### What to produce
The response must be made up of the lines in the entries below that contain "struct".

### Input
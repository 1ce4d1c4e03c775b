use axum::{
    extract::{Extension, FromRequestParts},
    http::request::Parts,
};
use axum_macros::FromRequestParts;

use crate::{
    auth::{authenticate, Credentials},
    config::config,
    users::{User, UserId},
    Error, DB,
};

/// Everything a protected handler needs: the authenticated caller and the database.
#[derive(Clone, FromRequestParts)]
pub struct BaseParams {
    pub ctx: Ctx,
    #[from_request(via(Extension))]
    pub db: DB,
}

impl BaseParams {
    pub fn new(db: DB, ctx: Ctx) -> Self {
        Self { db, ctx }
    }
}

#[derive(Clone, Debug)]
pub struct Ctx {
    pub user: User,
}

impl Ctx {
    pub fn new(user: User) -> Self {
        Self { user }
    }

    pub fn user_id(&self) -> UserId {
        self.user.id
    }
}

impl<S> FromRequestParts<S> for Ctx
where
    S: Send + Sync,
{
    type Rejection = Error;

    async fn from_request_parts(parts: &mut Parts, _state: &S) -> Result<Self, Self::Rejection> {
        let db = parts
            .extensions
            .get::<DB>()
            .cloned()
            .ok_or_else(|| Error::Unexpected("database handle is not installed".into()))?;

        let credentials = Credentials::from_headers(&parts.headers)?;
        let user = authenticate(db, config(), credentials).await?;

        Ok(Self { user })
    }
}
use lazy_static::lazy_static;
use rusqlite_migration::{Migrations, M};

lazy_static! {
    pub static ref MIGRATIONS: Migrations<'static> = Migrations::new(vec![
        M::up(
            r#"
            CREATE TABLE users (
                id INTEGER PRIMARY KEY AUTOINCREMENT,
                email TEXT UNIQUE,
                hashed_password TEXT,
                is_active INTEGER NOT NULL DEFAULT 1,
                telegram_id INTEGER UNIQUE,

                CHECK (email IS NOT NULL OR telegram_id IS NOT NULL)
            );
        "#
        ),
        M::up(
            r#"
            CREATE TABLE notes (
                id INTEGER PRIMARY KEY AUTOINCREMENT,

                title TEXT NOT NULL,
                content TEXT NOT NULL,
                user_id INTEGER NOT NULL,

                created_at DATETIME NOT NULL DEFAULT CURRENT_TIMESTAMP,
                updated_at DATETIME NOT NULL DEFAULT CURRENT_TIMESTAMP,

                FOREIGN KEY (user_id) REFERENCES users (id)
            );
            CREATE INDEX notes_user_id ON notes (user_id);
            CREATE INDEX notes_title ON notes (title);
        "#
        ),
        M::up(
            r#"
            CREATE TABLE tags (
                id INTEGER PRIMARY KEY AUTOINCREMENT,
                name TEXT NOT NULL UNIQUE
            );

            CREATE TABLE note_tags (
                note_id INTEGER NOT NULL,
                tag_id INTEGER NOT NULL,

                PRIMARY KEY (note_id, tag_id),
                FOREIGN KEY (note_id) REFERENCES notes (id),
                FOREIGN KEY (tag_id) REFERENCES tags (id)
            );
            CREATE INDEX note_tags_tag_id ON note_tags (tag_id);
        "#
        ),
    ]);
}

### Response below
pub struct BaseParams {
pub struct Ctx {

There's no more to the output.